Certains abandonnent parmi tes amis, et même si j’essaye de les convaincre de ne pas le faire, je sais au fond de moi que je n’ai pas suffisamment de conviction. Certains essayent de se suicider.
J’ai essayé de l’aider, j’ai demandé de pouvoir le voir. Mais tu sais ce qu’ils font avec des gens qui essayent de partir libre, de se donner la mort ? Ils les mettent en cellule d’isolement. Tout le paradoxe de vouloir qu’ils crèvent, mais les maintenir en vie jusqu’au bout. Aidez-le s’ils vous restent une once d’humanité.
Je pourrais leur dire que s’il avait les moyens il pourrait se battre. Mais on leur laisse quoi ? Pas d’accès à internet, un misérable nokia basque qu’ils auront avec eux s’ils ont la chance qu’une famille solidaire ait pu leur apporter. Pas de carte sim personelle, de toutes façon le numéro de leur maman, le chemin vers la maison, ils l’ont perdu depuis des années.
Tu sais, Khalid, tu as été le premier à venir à la maison. Tu sais à l’époque, je t’avais questionné sur la libye, parce que je pensais que c’était là que se situait l’enfer. Tu m’avais dit « no libya, lybia, not human ». Je ne savais pas encore que l’enfer il est ici.
Tu sais c’est pas fini, le combat ne s’arrête pas là.
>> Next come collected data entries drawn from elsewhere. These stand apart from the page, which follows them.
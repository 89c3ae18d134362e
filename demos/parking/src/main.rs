//! parking — train a cohort of self-parking cars in a generated lot.
//!
//! Each generation picks a new free target slot and a new set of parked
//! cars.  Cars see the lot through eight radars plus the fraction of the
//! initial distance to the target already covered.  A car that gets within
//! half a percent of the target snaps into the slot and collects the parking
//! bonus.  The best network found is written to
//! `checkpoints/parking-best.json`.
//!
//! ```text
//! cargo run -p parking --release
//! cargo run -p parking --release -- --layout small
//! cargo run -p parking --release -- --replay checkpoints/parking-best.json
//! ```

use std::path::{Path, PathBuf};
use std::time::Instant;

use anyhow::{Context, Result, bail};
use serde::Deserialize;
use tracing::info;
use tracing_subscriber::EnvFilter;

use sdc_cohort::{
    AgentSnapshot, CohortBuilder, CohortObserver, FitnessTable, GenerationSummary, RandomSearch,
    ScenarioConfig, TickSummary, Trainer,
};
use sdc_core::{SimConfig, SimRng, Tick};
use sdc_decision::{DecisionFunction, FeedForwardNet, OutputDecoding, artifact};
use sdc_output::{CohortOutputObserver, CsvWriter, OutputWriter};
use sdc_surface::{LotLayout, LotParams, ParkingLot, Surface};

// ── Constants ─────────────────────────────────────────────────────────────────

const OUTPUT_DIR:     &str     = "output/parking";
const CHECKPOINT:     &str     = "checkpoints/parking-best.json";
const HIDDEN_LAYERS:  &[usize] = &[6];
const REPLAY_COPIES:  usize    = 1;
const SNAPSHOT_TICKS: u64      = 25;
const TIME_BUDGET:    u64      = 2_000;

// ── Run file ──────────────────────────────────────────────────────────────────

/// Optional JSON run file; every section falls back to the built-in preset.
#[derive(Deserialize)]
#[serde(default)]
struct RunFile {
    sim:      SimConfig,
    scenario: ScenarioConfig,
    lot:      LotParams,
}

impl Default for RunFile {
    fn default() -> Self {
        Self {
            sim: SimConfig {
                time_budget_ticks:       TIME_BUDGET,
                snapshot_interval_ticks: SNAPSHOT_TICKS,
                ..SimConfig::default()
            },
            scenario: ScenarioConfig::parking(),
            // The large lot has the fixed start pose the parking car expects.
            lot: LotParams { layout: LotLayout::Large, occupied: None },
        }
    }
}

enum Mode {
    Train,
    Replay(PathBuf),
}

fn parse_args() -> Result<(RunFile, Mode)> {
    let mut run = RunFile::default();
    let mut mode = Mode::Train;
    let mut layout = None;
    let mut args = std::env::args().skip(1);
    while let Some(arg) = args.next() {
        match arg.as_str() {
            "--config" => {
                let path = args.next().context("--config needs a path")?;
                let text = std::fs::read_to_string(&path).with_context(|| format!("reading {path}"))?;
                run = serde_json::from_str(&text).with_context(|| format!("parsing {path}"))?;
            }
            "--layout" => {
                layout = match args.next().as_deref() {
                    Some("small") => Some(LotLayout::Small),
                    Some("large") => Some(LotLayout::Large),
                    other => bail!("--layout expects small or large, got {other:?}"),
                };
            }
            "--replay" => {
                let path = args.next().context("--replay needs a path")?;
                mode = Mode::Replay(PathBuf::from(path));
            }
            other => bail!("unknown argument {other:?} (expected --config, --layout or --replay)"),
        }
    }
    // The flag wins over the run file.
    if let Some(layout) = layout {
        run.lot.layout = layout;
    }
    Ok((run, mode))
}

// ── Observer wrapper to print progress ────────────────────────────────────────

struct ProgressObserver<W: OutputWriter> {
    inner:         CohortOutputObserver<W>,
    snapshot_rows: usize,
    parked_total:  usize,
}

impl<W: OutputWriter> ProgressObserver<W> {
    fn new(inner: CohortOutputObserver<W>) -> Self {
        Self { inner, snapshot_rows: 0, parked_total: 0 }
    }
}

impl<W: OutputWriter> CohortObserver for ProgressObserver<W> {
    fn on_generation_start(&mut self, generation: u64, surface: &dyn Surface, agents: usize) {
        if let Some(target) = surface.target_position() {
            info!(generation, agents, x = target.x, y = target.y, "target slot chosen");
        }
    }

    fn on_tick_end(&mut self, summary: &TickSummary) {
        self.inner.on_tick_end(summary);
    }

    fn on_snapshot(&mut self, generation: u64, tick: Tick, agents: &[AgentSnapshot]) {
        self.snapshot_rows += agents.len();
        self.inner.on_snapshot(generation, tick, agents);
    }

    fn on_generation_end(&mut self, s: &GenerationSummary) {
        self.parked_total += s.parked;
        println!(
            "{:<6} {:<7} {:<13} {:<8} {:<7} {:>10.2} {:>10.2}",
            s.generation,
            s.ticks,
            s.reason.as_str(),
            s.collided,
            s.parked,
            s.best_fitness,
            s.mean_fitness,
        );
        self.inner.on_generation_end(s);
    }
}

// ── main ──────────────────────────────────────────────────────────────────────

fn main() -> Result<()> {
    tracing_subscriber::fmt()
        .with_env_filter(EnvFilter::from_default_env())
        .init();

    let (mut run, mode) = parse_args()?;
    if let Mode::Replay(_) = mode {
        run.scenario.agent_count = REPLAY_COPIES;
        run.sim.epochs = 1;
    }

    println!("=== parking — rust_sdc self-parking cohort ===");
    println!(
        "Agents: {}  |  Epochs: {}  |  Layout: {:?}  |  Seed: {}",
        run.scenario.agent_count, run.sim.epochs, run.lot.layout, run.sim.seed
    );
    println!();

    // 1. Generate the first lot.
    let mut rng = SimRng::new(run.sim.seed);
    let lot = ParkingLot::new(run.lot.clone(), &mut rng)?;
    println!(
        "Lot: {} slots, {} occupied, target {:?}",
        lot.slots().len(),
        lot.occupied_slots().len(),
        lot.target_slot().id,
    );

    // 2. Build the cohort.
    let mut cohort = CohortBuilder::new(run.sim.clone(), run.scenario.clone(), lot).build()?;

    // 3. Set up output.
    std::fs::create_dir_all(OUTPUT_DIR)?;
    let writer = CsvWriter::new(Path::new(OUTPUT_DIR))?;
    let mut obs = ProgressObserver::new(CohortOutputObserver::new(writer).without_tick_summaries());

    // 4. Train or replay.
    println!(
        "{:<6} {:<7} {:<13} {:<8} {:<7} {:>10} {:>10}",
        "Gen", "Ticks", "Reason", "Crashed", "Parked", "Best", "Mean"
    );
    println!("{}", "-".repeat(67));
    let t0 = Instant::now();
    match mode {
        Mode::Train => {
            let optimizer = RandomSearch::new(
                run.scenario.input_len(),
                HIDDEN_LAYERS,
                OutputDecoding::Signs,
                run.scenario.extra_input,
            );
            let mut trainer = Trainer::new(optimizer);
            let outcome = trainer.run(&mut cohort, &mut obs)?;

            println!();
            if let Some(best) = &outcome.best_policy {
                artifact::save_to_path(best, CHECKPOINT)?;
                println!("Best fitness {:.2}, saved to {CHECKPOINT}", outcome.best_fitness);
            }
        }
        Mode::Replay(path) => {
            let net: FeedForwardNet = artifact::load_from_path(&path)
                .with_context(|| format!("loading {}", path.display()))?;
            net.validate()?;
            let policies: Vec<Box<dyn DecisionFunction>> = (0..REPLAY_COPIES)
                .map(|_| Box::new(net.clone()) as Box<dyn DecisionFunction>)
                .collect();
            let mut table = FitnessTable::new(REPLAY_COPIES);
            cohort.run_generation(policies, &mut table, &mut obs)?;
            if let Some((agent, fitness)) = table.best() {
                println!();
                println!("Replay of {}: agent {} scored {fitness:.2}", path.display(), agent.0);
            }
        }
    }
    let elapsed = t0.elapsed();

    obs.inner.finish();
    if let Some(e) = obs.inner.take_error() {
        eprintln!("output error: {e}");
    }

    // 5. Summary.
    println!("Run complete in {:.3} s", elapsed.as_secs_f64());
    println!("  agent_snapshots.csv : {} rows", obs.snapshot_rows);
    println!("  cars parked         : {}", obs.parked_total);

    Ok(())
}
Tu crois qu’ils ont gagné, pfff qu’est-ce qu’ils croient ? Qu’on oublie ? On ne peut pas oublier. Parfois j’aimerais pouvoir m’endormir et oublier. Parfois la veille j’ai entendu les trop souvent mauvaises nouvelles, Parfois je vous écoute vous, et je me révolte à nouveau. Parfois, je suis dans mon lit et je cogite sur un des nombreux cas, je me retourne dans tous les sens, et je me dis putain il devrait y avoir une solution. Quand est ce qu’on pourra dormir en paix ? Quand est ce que je pourrai vous dire demain matin « il y a une solution» Continuez de vous battre. Mais il n’y en a pas de solution.
Qu’est ce qu’il vous avait fait venir ici ? Pour certains c’est la guerre, pour certains c’est la peine de mort, pour certains c’est la mort assurée, mais moi, je m’en fous de savoir ce qui t’as fait venir jusque dans ma maison. Je les hais ces frontières. Mon Premier Ministre de l’époque, il parlait d’appel d’air. Il parlait juste d’une légère brise en fait. Amin tu viens de m’interrompre, tu me demandes comment je vais moi. Tu me dis que j’ai l’air si triste. Je te regarde avec un grand sourire et je te demande comment tu supportes la pluie dehors. Tu me dis « don’t worry, we are soldiers ». Putain Amin, tu coupes tout mon élan, parce que c’était pas ton destin d’être un soldat. Tu me demandes comment je vais pouvoir hausser et rabaisser les épaules pour la danser la danse de ton pays ce soir, tu mets la musique. Ca te fait rire. Moi aussi. Je sais que j’aurais beau essayer, je n’y arriverai pas. Tu te foutras de moi. On a tellement, mais tellement de choses en commun, à commencer par l’humour parce qu’il en faut beaucoup. Ahmed, Yayaha, Jawar, Biskute, Naarta, Jabir riront de moi aussi. C’est pas grave, ça fait du bien de rire ensemble. Si j’arrive à les faire rire, c’est déjà ça de gagné. Tu me demandes si j’ai des nouvelles de ton ami échoué dans la rue. Je le cherche. Tu le sais. Toi aussi tu as parlé avec sa sœur. Je te dis que ça suffit pas. Il faut qu’on le retrouve. Tu me dis juste une photo de sa preuve de vie, ça suffira. Elle veut juste savoir qu’il est vivant. Je te dis si on le laisse comme ça demain il sera peut-être mort. Tu me dis « on va tous mourir ». Oui mais pas tous comme ça.
J’en ai parfois marre de votre fatalisme. Inshallah. Il vous permet sans doute d’accepter l’inacceptable, mais moi ça ne m’aide pas. Parce que c’est pas une fatalité, c’est la volonté des nantis. De ceux qui ne veulent pas partager. Ne les laisse pas gagner. Ils crèveront de ne pas avoir pu accueillir la misère du monde, ils crèveront de ne pas avoir pu connaître ta richesse. Ils crèveront sans savoir ce que le monde en dehors de leurs clôtures avait à leur apprendre, avait à leur offrir.